Sullivan, addressing the Board, defined the strategic planning process as resting on two principles: inclusion and continuity. She said University leaders and administrators would need to work together to achieve the committee’s goals.
“We’ve made arrangements to have the vice provost position devoted to strategic planning… so we can move onto additional projects,” she said.
A major portion of the meeting was devoted to the discussion of technology initiatives. James Hilton, the University’s chief information officer and chair of the technology working group, said trends indicate a movement toward increased technology, particularly in the classroom. “We live in an era where big data are… becoming ubiquitous,” he said. Computer scientists use the term big data to describe increasingly common datasets that grow so large that they can no longer be easily processed.
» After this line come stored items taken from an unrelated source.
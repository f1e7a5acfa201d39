use std::collections::HashMap;
use std::sync::{Arc, Weak};

use async_trait::async_trait;
use serde_json::Value;
use tracing::{error, info, warn};

use crate::api::TravelApi;
use crate::config::ClientConfig;
use crate::conversation::ConversationState;
use crate::errors::{ClientError, PollError, Result};
use crate::markdown;
use crate::models::{
    Message, MessagePatch, MessageStatus, SearchResults, Task, TaskAccepted, TaskStatus,
    TaskStatusResponse, TaskType, TravelDetailsRequest,
};
use crate::polling::{PollHandler, Poller};
use crate::stores::{TaskPatch, TaskStore, TravelStore};

const STATUS_CHECK_FAILED: &str = "Task status check failed. Please try again.";
const SUMMARY_PLACEHOLDER: &str = "Preparing your travel summary…";

fn search_placeholder(task_type: TaskType) -> &'static str {
    match task_type {
        TaskType::FlightSearch => "Searching for flights...",
        TaskType::HotelSearch => "Searching for hotels...",
        TaskType::TravelSummary => SUMMARY_PLACEHOLDER,
        TaskType::TravelDetails => "Reading your trip details...",
    }
}

/// Bridges flight/hotel searches to poll loops and chains them:
/// flight search → hotel search → travel summary.
///
/// Cloning shares the same orchestrator. Its poll loops stop on
/// [`TaskOrchestrator::shutdown`] or when the last clone is dropped.
#[derive(Clone)]
pub struct TaskOrchestrator {
    inner: Arc<Inner>,
}

struct Inner {
    api: Arc<dyn TravelApi>,
    conversation: ConversationState,
    tasks: TaskStore,
    travel: TravelStore,
    config: ClientConfig,
    pollers: HashMap<TaskType, Poller<TaskStatusResponse>>,
}

/// Routes one task type's poll outcomes back into the orchestrator.
struct TaskPollHandler {
    task_type: TaskType,
    orchestrator: Weak<Inner>,
}

#[async_trait]
impl PollHandler<TaskStatusResponse> for TaskPollHandler {
    async fn on_success(&self, response: TaskStatusResponse) {
        if let Some(inner) = self.orchestrator.upgrade() {
            inner.on_task_completed(self.task_type, response.data).await;
        }
    }

    async fn on_processing(&self, response: &TaskStatusResponse) {
        if let Some(inner) = self.orchestrator.upgrade() {
            let status = inner
                .config
                .task_status_vocabulary
                .classify(&response.status)
                .unwrap_or(TaskStatus::Processing);
            inner.record_status(self.task_type, status);
        }
    }

    async fn on_error(&self, error: PollError) {
        if let Some(inner) = self.orchestrator.upgrade() {
            inner.on_task_failed(self.task_type, error).await;
        }
    }
}
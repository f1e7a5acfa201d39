pub mod api;
pub mod chat;
pub mod config;
pub mod conversation;
pub mod errors;
pub mod markdown;
pub mod models;
pub mod orchestrator;
pub mod planner;
pub mod polling;
pub mod stores;
pub mod stream;

use std::sync::{Mutex, MutexGuard, PoisonError};

pub use api::{HttpTravelApi, TravelApi};
pub use chat::ChatSession;
pub use config::ClientConfig;
pub use conversation::ConversationState;
pub use errors::{ClientError, PollError, Result};
pub use orchestrator::TaskOrchestrator;
pub use planner::TravelPlanner;
pub use polling::{PollHandler, PollResponse, Poller, StatusVocabulary};
pub use stores::{TaskStore, TravelStore};
pub use stream::{StreamEvent, StreamHandler, StreamingSession};

/// Locks shared state, recovering it if a previous holder panicked.
pub(crate) fn lock<T>(mutex: &Mutex<T>) -> MutexGuard<'_, T> {
    mutex.lock().unwrap_or_else(PoisonError::into_inner)
}
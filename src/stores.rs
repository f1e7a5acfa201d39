use std::collections::HashMap;
use std::sync::{Arc, Mutex};

use crate::lock;
use crate::models::{SearchResults, Task, TaskStatus, TaskType, TravelContext, TravelPreferences};

/// Partial update for a [`Task`] record.
#[derive(Debug, Clone, Default)]
pub struct TaskPatch {
    pub id: Option<String>,
    pub status: Option<TaskStatus>,
    pub message_id: Option<String>,
    pub regenerate: Option<bool>,
}

impl TaskPatch {
    pub fn status(status: TaskStatus) -> Self {
        Self { status: Some(status), ..Self::default() }
    }
}

/// Live task records keyed by type; at most one per type.
#[derive(Clone, Default)]
pub struct TaskStore {
    tasks: Arc<Mutex<HashMap<TaskType, Task>>>,
}

impl TaskStore {
    pub fn new() -> Self {
        Self::default()
    }

    /// Registers `task`, replacing any existing task of the same type.
    pub fn add_task(&self, task: Task) {
        lock(&self.tasks).insert(task.task_type, task);
    }

    /// Merges `patch` into the task of `task_type`, creating an idle record
    /// first if none exists. Returns the updated task.
    pub fn update_task(&self, task_type: TaskType, patch: TaskPatch) -> Task {
        let mut tasks = lock(&self.tasks);
        let task = tasks.entry(task_type).or_insert_with(|| Task::new(task_type));
        if let Some(id) = patch.id {
            task.id = Some(id);
        }
        if let Some(status) = patch.status {
            task.status = status;
        }
        if let Some(message_id) = patch.message_id {
            task.message_id = Some(message_id);
        }
        if let Some(regenerate) = patch.regenerate {
            task.regenerate = regenerate;
        }
        task.clone()
    }

    pub fn get(&self, task_type: TaskType) -> Option<Task> {
        lock(&self.tasks).get(&task_type).cloned()
    }

    pub fn status(&self, task_type: TaskType) -> Option<TaskStatus> {
        lock(&self.tasks).get(&task_type).map(|task| task.status)
    }

    pub fn remove_task(&self, task_type: TaskType) -> Option<Task> {
        lock(&self.tasks).remove(&task_type)
    }

    pub fn reset(&self) {
        lock(&self.tasks).clear();
    }
}

#[derive(Default)]
struct TravelInner {
    preferences: Option<TravelPreferences>,
    context: Option<TravelContext>,
}

/// Trip parameters and search results shared by the task-initiation code.
#[derive(Clone, Default)]
pub struct TravelStore {
    inner: Arc<Mutex<TravelInner>>,
}

impl TravelStore {
    pub fn new() -> Self {
        Self::default()
    }

    /// Merges `preferences` into what is already known.
    pub fn set_preferences(&self, preferences: TravelPreferences) {
        let mut inner = lock(&self.inner);
        match inner.preferences.as_mut() {
            Some(existing) => existing.merge(preferences),
            None => inner.preferences = Some(preferences),
        }
    }

    pub fn set_context(&self, context: TravelContext) {
        let mut inner = lock(&self.inner);
        match inner.context.as_mut() {
            Some(existing) => existing.merge(context),
            None => inner.context = Some(context),
        }
    }

    pub fn set_flight_results(&self, results: SearchResults) {
        self.set_context(TravelContext { flight_results: Some(results), ..TravelContext::default() });
    }

    pub fn set_hotel_results(&self, results: SearchResults) {
        self.set_context(TravelContext { hotel_results: Some(results), ..TravelContext::default() });
    }

    pub fn preferences(&self) -> Option<TravelPreferences> {
        lock(&self.inner).preferences.clone()
    }

    /// The stored context with the current preferences folded in.
    pub fn context(&self) -> TravelContext {
        let inner = lock(&self.inner);
        let mut context = inner.context.clone().unwrap_or_default();
        if let Some(preferences) = &inner.preferences {
            let mut merged = preferences.clone();
            merged.merge(context.preferences);
            context.preferences = merged;
        }
        context
    }

    pub fn clear(&self) {
        let mut inner = lock(&self.inner);
        inner.preferences = None;
        inner.context = None;
    }
}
Some technologies have already been integrated into the curriculum, highlighting the massive open online courses, or MOOCs, which launched this semester at the University, Sullivan said.
“At the moment we have five MOOCs, in which are enrolled a quarter of a million people,” she said. “We think there is a unique audience we can reach with [them].”
Sullivan said the current University mission statement, adopted in 1985, needs to be adapted to the current needs of students and faculty. “We want to be known for our agility and aggressiveness in responding to the needs of 21st century,” she said. “I think what we mean is utilizing big data as a vehicle for our very profound academic disciplines.”
Representatives from other colleges and universities will assess the committee’s success, Senior Vice Provost J. Milton Adams said.
“In April we expect to have the results from the steering committees to identify gaps and to create strategies as we move ahead,” Adams said. He said the Board will be asked to approve the final plan in September.